Running Tesseract Jobs#
Tesseract is a spatiotemporal computation engine that is designed to run arbitrary processing on any data that is in the Geodesic Platform. Tesseract jobs are defined either by a JSON document or using the Geodesic Python API. In this tutorial we will go over how to make a basic Tesseract job and run it on the Geodesic Platform.
Note
This tutorial assumes that you have already installed the Geodesic Platform and have a running instance of the platform. If you have not done so, please see the Getting Started guide.
Creating a Tesseract Job#
To create a tesseract job we use the Geodesic Python API to create and empty geodesic.tesseract.job.Job
.
The top level properties in the job define some of the basic information needed in the job such as the name
and the output spatial reference. The job also must live in a project. When the job is run it will
create a node in the knowledge graph in the particular project you specify.

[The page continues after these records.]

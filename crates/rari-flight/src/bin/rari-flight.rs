use clap::{Arg, Command};
use futures::StreamExt;
use rari_flight::{FlightConfig, FlightError, Mode, Model, Request, render_to_stream};
use std::io::Read;
use std::path::PathBuf;
use tokio::io::AsyncWriteExt;
use tracing::{debug, error};
use tracing_subscriber::{EnvFilter, fmt, layer::SubscriberExt, util::SubscriberInitExt};

#[tokio::main]
async fn main() -> Result<(), Box<dyn std::error::Error + Send + Sync>> {
    let matches = Command::new("rari-flight")
        .version(env!("CARGO_PKG_VERSION"))
        .about("Encode a JSON document as a React Flight stream")
        .arg(Arg::new("input").value_name("FILE").help("JSON input file, or - for stdin").default_value("-"))
        .arg(
            Arg::new("config")
                .short('c')
                .long("config")
                .value_name("PATH")
                .help("TOML configuration file")
                .value_parser(clap::value_parser!(PathBuf)),
        )
        .arg(
            Arg::new("mode")
                .short('m')
                .long("mode")
                .value_name("MODE")
                .help("Encoder mode: development or production")
                .value_parser(["development", "dev", "production", "prod"]),
        )
        .arg(
            Arg::new("debug")
                .long("debug")
                .help("Include error messages, stacks and postpone reasons in the stream")
                .action(clap::ArgAction::SetTrue),
        )
        .arg(
            Arg::new("prefix")
                .long("prefix")
                .value_name("PREFIX")
                .help("Prefix for generated identifiers"),
        )
        .arg(
            Arg::new("verbose")
                .short('v')
                .long("verbose")
                .help("Enable verbose logging")
                .action(clap::ArgAction::SetTrue),
        )
        .arg(
            Arg::new("quiet")
                .short('q')
                .long("quiet")
                .help("Reduce log output")
                .action(clap::ArgAction::SetTrue),
        )
        .get_matches();

    init_logging(&matches)?;

    let config = load_configuration(&matches)?;
    debug!("Encoding in {} mode", config.mode);

    let input = read_input(matches.get_one::<String>("input").map_or("-", String::as_str))?;
    let json: serde_json::Value = serde_json::from_str(&input).map_err(|e| {
        error!("Input is not valid JSON: {}", e);
        FlightError::from(e)
    })?;

    let request = Request::new(Model::from_json(&json), config.to_request_options());
    let mut stream = render_to_stream(request, &config.stream);
    let mut stdout = tokio::io::stdout();
    while let Some(chunk) = stream.next().await {
        let chunk = chunk.map_err(|e| {
            error!("Flight stream failed: {}", e);
            e
        })?;
        stdout.write_all(&chunk).await?;
    }
    stdout.flush().await?;

    Ok(())
}

fn init_logging(matches: &clap::ArgMatches) -> Result<(), FlightError> {
    let verbose = matches.get_flag("verbose");
    let quiet = matches.get_flag("quiet");

    let default_level = if verbose {
        "debug"
    } else if quiet {
        "warn"
    } else {
        "info"
    };

    let env_filter = EnvFilter::try_from_default_env()
        .or_else(|_| EnvFilter::try_new(format!("rari_flight={default_level}")))
        .map_err(|e| FlightError::config(format!("Failed to create log filter: {e}")))?;

    // Rows go to stdout, so logs go to stderr.
    tracing_subscriber::registry()
        .with(env_filter)
        .with(
            fmt::layer()
                .with_writer(std::io::stderr)
                .with_target(true)
                .with_thread_ids(false)
                .with_thread_names(false)
                .with_file(verbose)
                .with_line_number(verbose)
                .compact(),
        )
        .init();

    Ok(())
}

fn load_configuration(matches: &clap::ArgMatches) -> Result<FlightConfig, FlightError> {
    let mut config = match matches.get_one::<PathBuf>("config") {
        Some(path) => FlightConfig::load(path)?,
        None => FlightConfig::default(),
    };

    if let Some(mode) = matches.get_one::<String>("mode") {
        config.mode = match mode.as_str() {
            "production" | "prod" => Mode::Production,
            _ => Mode::Development,
        };
    }
    if matches.get_flag("debug") {
        config.mode = Mode::Development;
    }
    if let Some(prefix) = matches.get_one::<String>("prefix") {
        config.identifier_prefix.clone_from(prefix);
    }

    config.validate()?;
    Ok(config)
}

fn read_input(path: &str) -> Result<String, FlightError> {
    if path == "-" {
        let mut input = String::new();
        std::io::stdin().read_to_string(&mut input)?;
        return Ok(input);
    }
    std::fs::read_to_string(path).map_err(|e| FlightError::config(format!("Failed to read {path}: {e}")))
}
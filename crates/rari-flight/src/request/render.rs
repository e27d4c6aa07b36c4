use serde_json::Value;

use super::encoder::{ClientElement, Resolved};
use super::task::{Task, ThenableState};
use super::{Request, Written};
use crate::context::ServerContext;
use crate::error::{FlightError, Interrupt, Step};
use crate::model::{Component, Element, Lazy, Model, Thenable, ThenableStatus};
use crate::wire_format::tokens;

/// Key after rendering one server component in a slot or task.
fn slot_key(parent: Option<&str>, key: Option<&str>) -> String {
    match (parent, key) {
        (None, None) => "0".to_string(),
        (None, Some(key)) => format!("0,{key}"),
        (Some(parent), None) => format!("{parent},0"),
        (Some(parent), Some(key)) => format!("{parent},{key}"),
    }
}

/// Key after rendering one server component at `index` of a returned array.
fn list_key(parent: Option<&str>, key: Option<&str>, index: usize) -> String {
    match (parent, key) {
        (None, None) => index.to_string(),
        (None, Some(key)) => key.to_string(),
        (Some(parent), None) => format!("{parent},{index}"),
        (Some(parent), Some(key)) => format!("{parent},{key}"),
    }
}

/// Key of an element handed to the client below server components.
fn client_element_key(parent: Option<&str>, key: Option<&str>, child_index: Option<usize>) -> Option<String> {
    let Some(parent) = parent else {
        return key.map(str::to_string);
    };
    Some(match key {
        Some(key) => format!("{parent},{key}"),
        None => format!("{parent},{}", child_index.unwrap_or(0)),
    })
}

impl Request {
    /// Resolves server components in a data slot, then encodes the result.
    /// Interrupts are confined to the slot: it becomes a lazy reference.
    pub(super) fn resolve_slot(&mut self, key: &str, value: &Model) -> Result<Value, FlightError> {
        let mut current = Resolved::Model(value.clone());
        let mut parent_key: Option<String> = None;

        while let Resolved::Model(model) = &current {
            let model = model.clone();
            let step = match &model {
                Model::Element(element) => {
                    if let Some(reference) = self.dedup(&model, element.id())? {
                        return Ok(reference);
                    }
                    self.render_element(parent_key.as_deref(), element, None, None).map(|next| {
                        parent_key = Some(slot_key(parent_key.as_deref(), element.key()));
                        next
                    })
                }
                Model::Lazy(lazy) => lazy.init().map(Resolved::Model),
                _ => break,
            };
            match step {
                Ok(next) => current = next,
                Err(interrupt) => return self.handle_render_interrupt(model, parent_key, interrupt),
            }
        }

        self.encode_resolved(key, current)
    }

    fn handle_render_interrupt(
        &mut self,
        model: Model,
        parent_key: Option<String>,
        interrupt: Interrupt,
    ) -> Result<Value, FlightError> {
        self.outbox.pending_chunks += 1;
        match interrupt {
            Interrupt::Suspend(thenable) => {
                let id = self.create_task(model, parent_key);
                let state = self.suspended_thenable_state.take().unwrap_or_default();
                if let Some(task) = self.tasks.get_mut(&id) {
                    task.thenable_state = state;
                }
                self.subscribe(&thenable, id);
                Ok(Value::from(tokens::lazy(id)))
            }
            Interrupt::Postpone(postpone) => {
                let id = self.outbox.allocate_id();
                self.log_postpone(&postpone.reason);
                self.emit_postpone_chunk(id, &postpone)?;
                Ok(Value::from(tokens::lazy(id)))
            }
            Interrupt::Error(error) => {
                let id = self.outbox.allocate_id();
                let digest = self.log_recoverable_error(&error);
                self.emit_error_chunk(id, &digest, &error)?;
                Ok(Value::from(tokens::lazy(id)))
            }
        }
    }

    /// Runs the server components at the root of a task. The task keeps the element
    /// being rendered so a suspension retries from there.
    pub(super) fn resolve_task_model(&mut self, task: &mut Task) -> Step<Resolved> {
        let mut current = Resolved::Model(task.model.clone());
        let mut parent_key = task.parent_key.clone();
        let mut prev_state = Some(std::mem::take(&mut task.thenable_state));

        while let Resolved::Model(model) = &current {
            let model = model.clone();
            match &model {
                Model::Element(element) => {
                    self.written_objects.insert(element.id(), Written::Outlined(task.id));
                    task.model = model.clone();
                    task.parent_key = parent_key.clone();
                    current = self.render_element(parent_key.as_deref(), element, prev_state.take(), None)?;
                    parent_key = Some(slot_key(parent_key.as_deref(), element.key()));
                }
                Model::Lazy(lazy) => {
                    task.model = model.clone();
                    task.parent_key = parent_key.clone();
                    prev_state = None;
                    current = Resolved::Model(lazy.init()?);
                }
                _ => break,
            }
        }
        Ok(current)
    }

    fn render_element(
        &mut self,
        parent_key: Option<&str>,
        element: &Element,
        prev_state: Option<ThenableState>,
        child_index: Option<usize>,
    ) -> Step<Resolved> {
        if element.ref_().is_some() {
            return Err(FlightError::RefInServerComponent.into());
        }
        self.render_type(parent_key, element.ty().clone(), element.key(), element.props(), prev_state, child_index)
    }

    fn render_type(
        &mut self,
        parent_key: Option<&str>,
        ty: Model,
        key: Option<&str>,
        props: &Model,
        prev_state: Option<ThenableState>,
        child_index: Option<usize>,
    ) -> Step<Resolved> {
        let client_element = |ty: Model, provider: Option<ServerContext>| -> Step<Resolved> {
            Ok(Resolved::ClientElement(ClientElement {
                ty,
                key: client_element_key(parent_key, key, child_index),
                props: props.clone(),
                provider,
            }))
        };

        match ty {
            Model::Component(component) => {
                let result = self.render_component(&component, props, prev_state)?;
                match result {
                    Model::Thenable(thenable) => match thenable.status() {
                        ThenableStatus::Fulfilled(value) => self.wrap(parent_key, value),
                        _ => self.wrap(parent_key, Model::Lazy(Lazy::from_thenable(thenable))),
                    },
                    other => self.wrap(parent_key, other),
                }
            }
            Model::ClientReference(_) | Model::String(_) => client_element(ty, None),
            Model::Symbol(symbol) if symbol.is_fragment() => self.wrap(parent_key, props.get("children")),
            Model::Symbol(_) => client_element(ty, None),
            Model::Lazy(lazy) => {
                let inner = lazy.init()?;
                self.render_type(parent_key, inner, key, props, prev_state, child_index)
            }
            Model::Provider(context) => client_element(Model::Provider(context.clone()), Some(context)),
            other => Err(FlightError::UnsupportedElementType(format!("{other:?}")).into()),
        }
    }

    fn render_component(
        &mut self,
        component: &Component,
        props: &Model,
        prev_state: Option<ThenableState>,
    ) -> Step<Model> {
        let mut scope = ComponentScope { request: self, thenable_state: prev_state.unwrap_or_default(), index: 0 };
        let result = component.call(&mut scope, props);
        let state = scope.thenable_state;
        if matches!(result, Err(Interrupt::Suspend(_))) {
            self.suspended_thenable_state = Some(state);
        }
        result
    }

    /// Splits an array returned by a server component so each entry is resolved with
    /// its own composite key. Arrays nested below that are left as data.
    fn wrap(&mut self, parent_key: Option<&str>, result: Model) -> Step<Resolved> {
        let Model::Array(array) = &result else {
            return Ok(Resolved::Model(result));
        };
        if self.in_array {
            return Ok(Resolved::Model(result));
        }

        self.in_array = true;
        let items = self.wrap_items(parent_key, array.items());
        self.in_array = false;
        if matches!(items, Err(Interrupt::Suspend(_))) {
            // The retry starts over from the component that returned the array, so the
            // state saved by an item's component does not belong to it.
            self.suspended_thenable_state = None;
        }
        Ok(Resolved::List(items?))
    }

    fn wrap_items(&mut self, parent_key: Option<&str>, items: Vec<Model>) -> Step<Vec<Resolved>> {
        let mut out = Vec::with_capacity(items.len());
        for (index, item) in items.into_iter().enumerate() {
            let mut item_key = parent_key.map(str::to_string);
            let mut current = Resolved::Model(item);
            loop {
                current = match current {
                    Resolved::Model(Model::Element(element)) => {
                        let next = self.render_element(item_key.as_deref(), &element, None, Some(index))?;
                        item_key = Some(list_key(item_key.as_deref(), element.key(), index));
                        next
                    }
                    Resolved::Model(Model::Lazy(lazy)) => Resolved::Model(lazy.init()?),
                    done => {
                        out.push(done);
                        break;
                    }
                };
            }
        }
        Ok(out)
    }
}

/// What a server component can reach while it renders.
pub struct ComponentScope<'a> {
    request: &'a mut Request,
    thenable_state: ThenableState,
    index: usize,
}

impl ComponentScope<'_> {
    /// Reads a thenable. On a retry after suspending, the thenable used at the same
    /// call position in the previous attempt is read instead of `thenable`.
    pub fn use_thenable(&mut self, thenable: &Thenable) -> Step<Model> {
        let index = self.index;
        self.index += 1;
        let tracked = match self.thenable_state.get(index) {
            Some(previous) => previous.clone(),
            None => {
                self.thenable_state.push(thenable.clone());
                thenable.clone()
            }
        };
        tracked.read()
    }

    pub fn read_context(&self, context: &ServerContext) -> Model {
        self.request.active_context.read(context)
    }

    /// Unique id for this request: `:<prefix>S<base32 counter>:`.
    pub fn use_id(&mut self) -> String {
        let id = self.request.identifier_count;
        self.request.identifier_count += 1;
        format!(":{}S{}:", self.request.identifier_prefix, to_base32(id))
    }

    pub fn emit_hint(&mut self, code: &str, model: &Value) {
        self.request.emit_hint(code, model);
    }
}

fn to_base32(mut n: u64) -> String {
    const DIGITS: &[u8; 32] = b"0123456789abcdefghijklmnopqrstuv";
    if n == 0 {
        return "0".to_string();
    }
    let mut out = Vec::new();
    while n > 0 {
        out.push(DIGITS[(n % 32) as usize]);
        n /= 32;
    }
    out.reverse();
    String::from_utf8_lossy(&out).into_owned()
}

Lets create a
tesseract-tutorial
project and then a job with the name tutorial-job
.
import geodesic
import geodesic.tesseract as T
from datetime import datetime
import numpy as np
project = geodesic.create_project(
name='tesseract-tutorial',
alias='tesseract tutorial',
description='A project for the Tesseract jobs tutorial',
keywords=['tesseract', 'tutorial'],
)
job = T.Job(
name='tutorial-job',
alias='Tutorial Job',
description='A tutorial job to demonstrate the use of Tesseract',
project=project,
bbox=(-94.691162,44.414164,-94.218750,44.676466), # Southern Minnesota
bbox_epsg=4326,
output_epsg=3857,
)
Here we are using a bounding box that covers a portion of southern Minnesota. We are also setting the
output spatial reference to 3857
which is the Web Mercator projection. This means that all outputs
of the job will be transformed in to this projection. This is the default setting and doesn’t need to be
specified unless you want a different output projection. We also need to tell Tesseract which project
the job should be run in. This will ensure that the output is stored in the correct project.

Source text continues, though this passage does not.